=== What to produce ===
Pull out every line below that contains the word "trace".

=== The input ===
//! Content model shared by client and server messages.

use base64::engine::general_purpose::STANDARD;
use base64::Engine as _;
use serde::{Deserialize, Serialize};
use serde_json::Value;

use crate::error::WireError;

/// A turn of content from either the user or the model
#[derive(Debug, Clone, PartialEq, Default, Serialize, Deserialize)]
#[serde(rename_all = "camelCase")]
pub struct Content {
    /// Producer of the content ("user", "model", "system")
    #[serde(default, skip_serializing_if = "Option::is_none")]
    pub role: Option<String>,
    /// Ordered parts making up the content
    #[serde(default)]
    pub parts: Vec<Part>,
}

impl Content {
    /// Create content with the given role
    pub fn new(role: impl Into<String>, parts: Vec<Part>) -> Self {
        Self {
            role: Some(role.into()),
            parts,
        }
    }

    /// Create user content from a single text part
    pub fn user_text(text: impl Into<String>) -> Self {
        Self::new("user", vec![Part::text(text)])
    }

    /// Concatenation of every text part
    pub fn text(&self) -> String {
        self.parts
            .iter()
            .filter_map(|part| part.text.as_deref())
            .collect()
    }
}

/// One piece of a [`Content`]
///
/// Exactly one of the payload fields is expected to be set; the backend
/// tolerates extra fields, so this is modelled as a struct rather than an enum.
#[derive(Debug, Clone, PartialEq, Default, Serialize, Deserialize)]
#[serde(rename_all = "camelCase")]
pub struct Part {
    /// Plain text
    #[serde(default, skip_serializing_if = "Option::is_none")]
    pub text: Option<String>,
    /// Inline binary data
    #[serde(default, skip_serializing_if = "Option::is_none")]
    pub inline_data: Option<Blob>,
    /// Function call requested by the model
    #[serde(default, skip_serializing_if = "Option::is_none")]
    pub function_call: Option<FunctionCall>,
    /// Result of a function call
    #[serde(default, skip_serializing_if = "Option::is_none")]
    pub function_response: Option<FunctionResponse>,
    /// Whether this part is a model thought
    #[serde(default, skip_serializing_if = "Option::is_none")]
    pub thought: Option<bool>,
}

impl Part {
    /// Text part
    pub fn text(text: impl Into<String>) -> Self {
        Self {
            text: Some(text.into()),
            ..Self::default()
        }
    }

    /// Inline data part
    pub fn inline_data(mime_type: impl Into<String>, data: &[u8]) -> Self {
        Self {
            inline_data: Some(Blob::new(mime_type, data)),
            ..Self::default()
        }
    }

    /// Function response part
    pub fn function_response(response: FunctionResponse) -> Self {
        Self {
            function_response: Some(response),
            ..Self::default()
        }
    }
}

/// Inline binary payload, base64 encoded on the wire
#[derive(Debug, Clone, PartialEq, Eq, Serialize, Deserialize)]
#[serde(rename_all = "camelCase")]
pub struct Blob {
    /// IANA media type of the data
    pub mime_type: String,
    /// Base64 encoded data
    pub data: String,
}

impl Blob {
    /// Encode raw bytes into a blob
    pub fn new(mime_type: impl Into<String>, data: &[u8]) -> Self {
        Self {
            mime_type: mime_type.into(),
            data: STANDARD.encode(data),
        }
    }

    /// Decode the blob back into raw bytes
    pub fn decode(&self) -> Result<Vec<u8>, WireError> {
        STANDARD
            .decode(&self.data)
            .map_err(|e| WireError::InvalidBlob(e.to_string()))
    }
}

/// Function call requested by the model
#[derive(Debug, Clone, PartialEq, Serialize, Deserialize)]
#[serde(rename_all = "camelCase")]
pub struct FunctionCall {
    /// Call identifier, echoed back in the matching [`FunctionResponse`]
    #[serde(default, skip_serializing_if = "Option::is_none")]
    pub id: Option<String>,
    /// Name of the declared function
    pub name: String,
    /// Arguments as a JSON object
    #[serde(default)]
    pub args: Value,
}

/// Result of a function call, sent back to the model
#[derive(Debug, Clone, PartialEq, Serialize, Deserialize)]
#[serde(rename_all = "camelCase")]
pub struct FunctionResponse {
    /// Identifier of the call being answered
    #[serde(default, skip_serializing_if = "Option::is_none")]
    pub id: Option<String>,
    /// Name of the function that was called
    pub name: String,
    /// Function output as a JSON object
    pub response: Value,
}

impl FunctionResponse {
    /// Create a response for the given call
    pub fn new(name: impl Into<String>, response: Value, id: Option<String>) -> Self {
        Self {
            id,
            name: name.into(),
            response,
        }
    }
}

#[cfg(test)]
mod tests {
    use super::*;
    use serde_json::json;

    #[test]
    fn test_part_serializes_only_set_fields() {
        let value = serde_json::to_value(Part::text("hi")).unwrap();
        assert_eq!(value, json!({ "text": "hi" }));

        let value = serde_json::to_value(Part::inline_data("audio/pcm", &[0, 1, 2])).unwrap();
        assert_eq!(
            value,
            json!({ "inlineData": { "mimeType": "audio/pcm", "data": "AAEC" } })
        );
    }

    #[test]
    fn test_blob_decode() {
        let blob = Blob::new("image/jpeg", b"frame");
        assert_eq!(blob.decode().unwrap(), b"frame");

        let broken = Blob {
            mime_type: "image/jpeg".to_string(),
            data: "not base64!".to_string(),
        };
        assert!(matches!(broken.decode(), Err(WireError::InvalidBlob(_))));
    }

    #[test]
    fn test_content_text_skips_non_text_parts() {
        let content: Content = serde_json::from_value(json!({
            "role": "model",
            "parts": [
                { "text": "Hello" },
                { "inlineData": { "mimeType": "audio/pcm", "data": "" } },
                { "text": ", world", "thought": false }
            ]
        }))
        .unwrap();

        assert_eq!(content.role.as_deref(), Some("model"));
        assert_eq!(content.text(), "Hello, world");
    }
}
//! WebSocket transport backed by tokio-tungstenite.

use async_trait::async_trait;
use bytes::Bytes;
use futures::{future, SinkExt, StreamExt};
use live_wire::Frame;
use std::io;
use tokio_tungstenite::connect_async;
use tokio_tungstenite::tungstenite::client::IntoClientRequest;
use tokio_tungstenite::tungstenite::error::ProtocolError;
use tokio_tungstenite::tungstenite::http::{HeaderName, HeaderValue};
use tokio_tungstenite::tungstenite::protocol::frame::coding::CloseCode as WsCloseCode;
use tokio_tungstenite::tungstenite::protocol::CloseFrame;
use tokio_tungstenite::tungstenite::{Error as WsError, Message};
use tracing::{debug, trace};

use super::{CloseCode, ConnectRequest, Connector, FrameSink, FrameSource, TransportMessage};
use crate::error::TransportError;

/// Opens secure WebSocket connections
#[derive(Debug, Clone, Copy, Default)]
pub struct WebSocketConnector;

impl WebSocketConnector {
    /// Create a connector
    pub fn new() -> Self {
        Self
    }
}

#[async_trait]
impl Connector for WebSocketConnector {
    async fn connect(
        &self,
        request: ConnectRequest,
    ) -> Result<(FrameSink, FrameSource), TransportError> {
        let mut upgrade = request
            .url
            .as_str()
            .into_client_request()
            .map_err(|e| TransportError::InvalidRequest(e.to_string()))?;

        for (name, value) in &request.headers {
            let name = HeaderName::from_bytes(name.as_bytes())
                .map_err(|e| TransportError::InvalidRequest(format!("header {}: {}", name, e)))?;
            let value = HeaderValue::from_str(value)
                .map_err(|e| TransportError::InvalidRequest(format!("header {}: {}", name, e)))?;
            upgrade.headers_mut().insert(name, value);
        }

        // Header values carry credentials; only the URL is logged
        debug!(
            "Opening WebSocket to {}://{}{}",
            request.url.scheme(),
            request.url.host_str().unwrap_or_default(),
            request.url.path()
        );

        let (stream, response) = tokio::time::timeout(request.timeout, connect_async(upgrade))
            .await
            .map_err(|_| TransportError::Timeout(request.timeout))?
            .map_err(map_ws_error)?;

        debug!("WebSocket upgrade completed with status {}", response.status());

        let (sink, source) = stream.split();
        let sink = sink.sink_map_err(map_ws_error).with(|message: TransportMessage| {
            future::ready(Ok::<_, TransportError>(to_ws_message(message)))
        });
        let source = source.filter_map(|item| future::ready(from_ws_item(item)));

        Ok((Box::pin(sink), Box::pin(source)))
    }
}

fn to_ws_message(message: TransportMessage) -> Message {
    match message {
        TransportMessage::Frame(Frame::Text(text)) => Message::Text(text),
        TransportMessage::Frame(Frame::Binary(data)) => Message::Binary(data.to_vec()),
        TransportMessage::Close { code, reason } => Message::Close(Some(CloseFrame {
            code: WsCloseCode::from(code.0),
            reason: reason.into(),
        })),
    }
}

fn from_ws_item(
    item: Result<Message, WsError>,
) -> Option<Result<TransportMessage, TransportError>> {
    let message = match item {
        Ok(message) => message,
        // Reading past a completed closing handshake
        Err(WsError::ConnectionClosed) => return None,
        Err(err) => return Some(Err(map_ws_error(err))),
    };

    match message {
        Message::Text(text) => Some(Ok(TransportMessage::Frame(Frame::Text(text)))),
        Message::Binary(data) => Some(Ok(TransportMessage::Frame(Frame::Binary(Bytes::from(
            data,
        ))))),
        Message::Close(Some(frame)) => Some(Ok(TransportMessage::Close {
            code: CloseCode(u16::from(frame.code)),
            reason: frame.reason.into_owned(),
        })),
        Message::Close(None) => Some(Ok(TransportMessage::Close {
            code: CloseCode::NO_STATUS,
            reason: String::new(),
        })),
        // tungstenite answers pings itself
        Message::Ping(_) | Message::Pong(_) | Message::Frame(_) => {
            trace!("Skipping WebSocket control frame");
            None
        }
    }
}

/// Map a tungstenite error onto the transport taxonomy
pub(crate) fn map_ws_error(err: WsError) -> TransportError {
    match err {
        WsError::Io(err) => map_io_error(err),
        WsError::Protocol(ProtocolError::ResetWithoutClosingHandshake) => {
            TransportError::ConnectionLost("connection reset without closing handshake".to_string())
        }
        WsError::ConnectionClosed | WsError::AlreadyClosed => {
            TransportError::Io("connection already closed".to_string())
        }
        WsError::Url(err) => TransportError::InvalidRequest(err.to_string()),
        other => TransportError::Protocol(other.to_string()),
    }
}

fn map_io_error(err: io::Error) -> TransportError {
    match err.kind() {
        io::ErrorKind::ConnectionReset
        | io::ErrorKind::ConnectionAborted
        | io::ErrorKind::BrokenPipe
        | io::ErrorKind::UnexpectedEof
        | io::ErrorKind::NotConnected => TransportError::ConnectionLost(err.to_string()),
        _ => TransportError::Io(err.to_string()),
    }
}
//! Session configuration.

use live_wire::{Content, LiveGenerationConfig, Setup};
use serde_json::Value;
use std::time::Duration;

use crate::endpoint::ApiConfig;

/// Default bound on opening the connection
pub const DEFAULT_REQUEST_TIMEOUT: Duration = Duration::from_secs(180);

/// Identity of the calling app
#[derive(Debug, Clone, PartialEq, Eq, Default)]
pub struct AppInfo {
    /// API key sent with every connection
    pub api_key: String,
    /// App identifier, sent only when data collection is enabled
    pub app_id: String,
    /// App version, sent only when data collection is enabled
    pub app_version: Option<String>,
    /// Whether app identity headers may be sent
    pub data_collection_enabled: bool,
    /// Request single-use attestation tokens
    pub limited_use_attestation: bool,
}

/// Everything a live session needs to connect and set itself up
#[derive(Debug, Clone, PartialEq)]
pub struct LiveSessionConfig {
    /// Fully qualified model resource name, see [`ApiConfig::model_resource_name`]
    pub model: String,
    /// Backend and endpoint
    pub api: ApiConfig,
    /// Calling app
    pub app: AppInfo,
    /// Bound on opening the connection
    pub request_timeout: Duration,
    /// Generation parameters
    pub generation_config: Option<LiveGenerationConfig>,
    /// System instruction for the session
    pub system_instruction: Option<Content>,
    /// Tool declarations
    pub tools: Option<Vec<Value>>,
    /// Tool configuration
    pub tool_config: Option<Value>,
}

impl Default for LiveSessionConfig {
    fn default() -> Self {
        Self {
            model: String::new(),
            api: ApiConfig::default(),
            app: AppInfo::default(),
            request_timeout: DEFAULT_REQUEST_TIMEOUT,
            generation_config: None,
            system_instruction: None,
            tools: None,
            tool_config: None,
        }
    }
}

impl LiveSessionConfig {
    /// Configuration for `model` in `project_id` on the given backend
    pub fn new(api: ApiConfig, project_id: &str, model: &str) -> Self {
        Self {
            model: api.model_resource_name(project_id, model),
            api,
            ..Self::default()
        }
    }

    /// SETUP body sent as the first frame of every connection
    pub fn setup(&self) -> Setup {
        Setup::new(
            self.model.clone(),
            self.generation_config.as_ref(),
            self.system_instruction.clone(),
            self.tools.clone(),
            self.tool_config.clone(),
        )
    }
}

=== Solution for this task ===
use tracing::{debug, trace};
            trace!("Skipping WebSocket control frame");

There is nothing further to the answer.